New Assay for Old Markers-Plasma Beta Amyloid of Mild Cognitive Impairment and Alzheimer's Disease

Although there is a consensus on the reduced levels of A beta 1-42 in the CSF of patients with AD, studies of plasma A beta levels were inconsistent and have limited clinical value. We developed an immunomagnetic reduction assay (IMR) to determine the plasma levels of A beta. We surveyed patients with varying AD severity (CDR = 0.5, n= 16; CDR >= 1, n= 18) and controls (n= 26). Significant group differences were apparent in the levels of A beta 1-42 (F = 5.54, p = 0.002) and the A beta 1-42/A beta 1-40 ratio (F = 24.198, p < 0.001).

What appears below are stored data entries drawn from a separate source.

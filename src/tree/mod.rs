//! Extremal region forest built by an incremental union-find sweep.
//!
//! Elements are visited in increasing level order (see
//! [`Polarity`](crate::grid::Polarity)); each time a connected component of
//! `{level <= t}` changes at level `t` (it appears, grows, or absorbs another
//! component) a node is appended recording the component at that level.
//! Nodes live in a flat arena indexed by [`NodeId`]; parent links point to the
//! node describing the same, grown component at the next level where it
//! changes. Roots are the components still separate after the whole range,
//! one per connected piece of the grid.
//!
//! Invariants
//! - `level(child) < level(parent)` and `size(child) < size(parent)`.
//! - Each node's `representative` has exactly the node's level, so the node
//!   can be rebuilt by flooding from it.
//! - The root sizes sum to the grid's element count.
//!
//! Every walk over the tree is iterative; parent chains may be as long as the
//! number of distinct levels.

mod builder;
mod union_find;

use crate::grid::{Grid, Intensity, Polarity};
use log::debug;
use serde::{Deserialize, Serialize};
use std::time::Instant;

/// Index of a node in an [`ErTree`] arena.
#[derive(Clone, Copy, Debug, PartialEq, Eq, PartialOrd, Ord, Hash, Serialize, Deserialize)]
#[serde(transparent)]
pub struct NodeId(pub u32);

impl NodeId {
    #[inline]
    pub fn index(self) -> usize {
        self.0 as usize
    }
}

/// A component as it exists at one level.
#[derive(Clone, Debug, PartialEq, Eq, Serialize, Deserialize)]
pub struct ErNode {
    pub parent: Option<NodeId>,
    /// Largest child (lowest id on ties): the branch the component grew from.
    pub main_child: Option<NodeId>,
    pub level: u32,
    pub size: usize,
    pub representative: usize,
}

#[derive(Clone, Debug)]
pub struct ErTree {
    nodes: Vec<ErNode>,
    roots: Vec<NodeId>,
    polarity: Polarity,
    elements: usize,
    max_level: u32,
}

impl ErTree {
    /// Sweep `grid` under `polarity` and build the extremal region forest.
    pub fn build<T: Intensity, const D: usize>(grid: &Grid<'_, T, D>, polarity: Polarity) -> Self {
        let start = Instant::now();
        let nodes = builder::TreeBuilder::new(grid, polarity).run();
        let roots: Vec<NodeId> = nodes
            .iter()
            .enumerate()
            .filter(|(_, n)| n.parent.is_none())
            .map(|(i, _)| NodeId(i as u32))
            .collect();
        debug!(
            "ErTree::build elements={} nodes={} roots={} polarity={} elapsed_ms={:.3}",
            grid.len(),
            nodes.len(),
            roots.len(),
            polarity.label(),
            start.elapsed().as_secs_f64() * 1000.0
        );
        Self {
            nodes,
            roots,
            polarity,
            elements: grid.len(),
            max_level: T::MAX_LEVEL,
        }
    }

    pub fn nodes(&self) -> &[ErNode] {
        &self.nodes
    }

    #[inline]
    pub fn node(&self, id: NodeId) -> &ErNode {
        &self.nodes[id.index()]
    }

    pub fn len(&self) -> usize {
        self.nodes.len()
    }

    pub fn is_empty(&self) -> bool {
        self.nodes.is_empty()
    }

    pub fn roots(&self) -> &[NodeId] {
        &self.roots
    }

    pub fn polarity(&self) -> Polarity {
        self.polarity
    }

    /// Number of grid elements the tree was built over.
    pub fn element_count(&self) -> usize {
        self.elements
    }

    /// Upper end of the level domain of the source intensity type.
    pub fn max_level(&self) -> u32 {
        self.max_level
    }

    /// Nodes without children.
    pub fn leaf_count(&self) -> usize {
        self.nodes.iter().filter(|n| n.main_child.is_none()).count()
    }

    /// Proper ancestors of `id`, nearest first.
    pub fn ancestors(&self, id: NodeId) -> Ancestors<'_> {
        Ancestors {
            tree: self,
            next: self.node(id).parent,
        }
    }

    /// True when `ancestor` lies strictly above `node` on its parent chain.
    pub fn is_ancestor(&self, ancestor: NodeId, node: NodeId) -> bool {
        let target = self.node(ancestor).level;
        self.ancestors(node)
            .take_while(|&a| self.node(a).level <= target)
            .any(|a| a == ancestor)
    }

    /// Size of the component holding `id`'s representative at `level`.
    ///
    /// Above the node's level this follows parent links; below it follows the
    /// main-child chain and is 0 once that chain ends above `level`.
    pub fn size_at(&self, id: NodeId, level: u32) -> usize {
        let node = self.node(id);
        if level >= node.level {
            let mut current = id;
            while let Some(parent) = self.node(current).parent {
                if self.node(parent).level > level {
                    break;
                }
                current = parent;
            }
            self.node(current).size
        } else {
            let mut current = id;
            loop {
                match self.node(current).main_child {
                    Some(child) if self.node(child).level <= level => {
                        return self.node(child).size;
                    }
                    Some(child) => current = child,
                    None => return 0,
                }
            }
        }
    }
}

pub struct Ancestors<'t> {
    tree: &'t ErTree,
    next: Option<NodeId>,
}

impl Iterator for Ancestors<'_> {
    type Item = NodeId;

    fn next(&mut self) -> Option<NodeId> {
        let current = self.next?;
        self.next = self.tree.node(current).parent;
        Some(current)
    }
}

#[cfg(test)]
mod tests;
use super::*;
use crate::grid::{Connectivity, Grid, Polarity};

fn block_5x5() -> Vec<u8> {
    let mut data = vec![0u8; 25];
    for y in 1..4 {
        for x in 1..4 {
            data[y * 5 + x] = 200;
        }
    }
    data
}

fn noise(w: usize, h: usize, seed: u32) -> Vec<u8> {
    let mut state = seed.max(1);
    (0..w * h)
        .map(|_| {
            state ^= state << 13;
            state ^= state >> 17;
            state ^= state << 5;
            (state % 16) as u8 * 16
        })
        .collect()
}

#[test]
fn bright_block_forms_one_node_below_the_background() {
    let data = block_5x5();
    let grid = Grid::new(&data, [5, 5], Connectivity::four()).unwrap();
    let tree = ErTree::build(&grid, Polarity::BrightOnDark);

    assert_eq!(tree.len(), 2);
    let block = tree.node(NodeId(0));
    assert_eq!(block.level, 55);
    assert_eq!(block.size, 9);
    assert_eq!(block.representative, 6);
    assert_eq!(block.parent, Some(NodeId(1)));

    let root = tree.node(NodeId(1));
    assert_eq!(root.level, 255);
    assert_eq!(root.size, 25);
    assert_eq!(root.representative, 0);
    assert_eq!(root.main_child, Some(NodeId(0)));
    assert_eq!(tree.roots(), &[NodeId(1)]);
    assert_eq!(tree.leaf_count(), 1);
}

#[test]
fn dark_polarity_sees_the_background_first() {
    let data = block_5x5();
    let grid = Grid::new(&data, [5, 5], Connectivity::four()).unwrap();
    let tree = ErTree::build(&grid, Polarity::DarkOnBright);

    // The background ring is one component at level 0.
    assert_eq!(tree.node(NodeId(0)).size, 16);
    assert_eq!(tree.node(NodeId(0)).level, 0);
    assert_eq!(tree.node(NodeId(1)).size, 25);
    assert_eq!(tree.node(NodeId(1)).level, 200);
}

#[test]
fn plateau_is_one_node_regardless_of_scan_order() {
    let data = vec![7u8; 12];
    let grid = Grid::new(&data, [4, 3], Connectivity::four()).unwrap();
    let tree = ErTree::build(&grid, Polarity::DarkOnBright);
    assert_eq!(tree.len(), 1);
    assert_eq!(tree.node(NodeId(0)).size, 12);
    assert_eq!(tree.node(NodeId(0)).representative, 0);
}

#[test]
fn saddle_merges_two_basins_into_one_parent() {
    let data = vec![0u8, 5, 0];
    let grid = Grid::new(&data, [3, 1], Connectivity::four()).unwrap();
    let tree = ErTree::build(&grid, Polarity::DarkOnBright);

    assert_eq!(tree.len(), 3);
    assert_eq!(tree.node(NodeId(0)).representative, 0);
    assert_eq!(tree.node(NodeId(1)).representative, 2);
    let top = tree.node(NodeId(2));
    assert_eq!(top.size, 3);
    assert_eq!(top.level, 5);
    assert_eq!(top.main_child, Some(NodeId(0)), "equal sizes prefer the lower id");
    assert_eq!(tree.node(NodeId(1)).parent, Some(NodeId(2)));
    assert!(tree.is_ancestor(NodeId(2), NodeId(1)));
    assert!(!tree.is_ancestor(NodeId(0), NodeId(1)));
}

#[test]
fn wide_saddle_plateau_becomes_a_single_parent() {
    let data = vec![0u8, 5, 5, 0];
    let grid = Grid::new(&data, [4, 1], Connectivity::four()).unwrap();
    let tree = ErTree::build(&grid, Polarity::DarkOnBright);

    assert_eq!(tree.len(), 3);
    let top = tree.node(NodeId(2));
    assert_eq!(top.level, 5);
    assert_eq!(top.size, 4);
    assert_eq!(top.representative, 1);
    assert_eq!(tree.node(NodeId(0)).parent, Some(NodeId(2)));
    assert_eq!(tree.node(NodeId(1)).parent, Some(NodeId(2)));
    assert_eq!(tree.roots(), &[NodeId(2)]);
}

#[test]
fn disconnected_grid_keeps_one_root_per_piece() {
    let data = vec![1u8, 2, 3, 4];
    let rows_only = Connectivity::<2>::from_offsets(&[vec![1, 0], vec![-1, 0]]).unwrap();
    let grid = Grid::new(&data, [2, 2], rows_only).unwrap();
    let tree = ErTree::build(&grid, Polarity::DarkOnBright);
    assert_eq!(tree.roots().len(), 2);
    let total: usize = tree.roots().iter().map(|&r| tree.node(r).size).sum();
    assert_eq!(total, 4);
}

#[test]
fn size_at_walks_both_directions() {
    let data = block_5x5();
    let grid = Grid::new(&data, [5, 5], Connectivity::four()).unwrap();
    let tree = ErTree::build(&grid, Polarity::BrightOnDark);
    let block = NodeId(0);
    let root = NodeId(1);
    assert_eq!(tree.size_at(block, 55), 9);
    assert_eq!(tree.size_at(block, 60), 9);
    assert_eq!(tree.size_at(block, 255), 25);
    assert_eq!(tree.size_at(block, 50), 0);
    assert_eq!(tree.size_at(root, 100), 9);
    assert_eq!(tree.size_at(root, 54), 0);
}

#[test]
fn random_grids_respect_tree_invariants() {
    for (seed, conn) in [(1u32, Connectivity::four()), (99, Connectivity::eight())] {
        let (w, h) = (23, 17);
        let data = noise(w, h, seed);
        let grid = Grid::new(&data, [w, h], conn).unwrap();
        for polarity in [Polarity::BrightOnDark, Polarity::DarkOnBright] {
            let tree = ErTree::build(&grid, polarity);
            let total: usize = tree.roots().iter().map(|&r| tree.node(r).size).sum();
            assert_eq!(total, w * h);
            for (i, node) in tree.nodes().iter().enumerate() {
                assert_eq!(grid.level(node.representative, polarity), node.level);
                if let Some(parent) = node.parent {
                    let parent = tree.node(parent);
                    assert!(parent.level > node.level, "node {i} level not below parent");
                    assert!(parent.size > node.size, "node {i} size not below parent");
                }
                if let Some(child) = node.main_child {
                    assert_eq!(tree.node(child).parent, Some(NodeId(i as u32)));
                }
            }
        }
    }
}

Post-hoc analyses showed significant differences in the A beta 1-42 levels of controls and AD patients (p = 0.001) and in the A beta 1-42/A beta 1-40 ratio of control, MCI and AD subjects (all p <= 0.001). Regression analysis of A beta 1-42/A beta 1-40 ratios on dementia severity showed an adjusted R-2 of 0.553 (p = 0.001). We identified a cut-off of 16.1 pg/ml for A beta 1-42 to differentiate control subjects from patients (both AD and MCI) with 85.3% sensitivity and 88.5% specificity. We also obtained a cut-off value of 0.303 for A beta 1-42/A beta 1-40 ratios with 85.3% sensitivity and 96.2% specificity. APOE epsilon 4 carriers had significantly higher A beta 1-42/A beta 1-40 ratios than the non-carriers (F = 4.839, p = 0.015). An independent group of case-control subjects validated both cut-off values for A beta 1-42/A beta 1-40 (100% sensitivity and 83.3% specificity) and for A beta 1-42 (100% sensitivity and 75.3% specificity). In a subgroup of longitudinal follow-up study, we found that the plasma A beta was relatively stable with an interval of approximately 3 months. In conclusion, we found that the plasma A beta 1-42 is a useful biomarker for AD. The A beta 1-42/A beta 1-40 ratio improves the diagnostic power of the plasma A beta biomarkers. The iron nanoparticles and IMR provides a novel method to measure plasma A beta and could serve as an important clinical tool for the diagnosis of neurodegenerative diseases.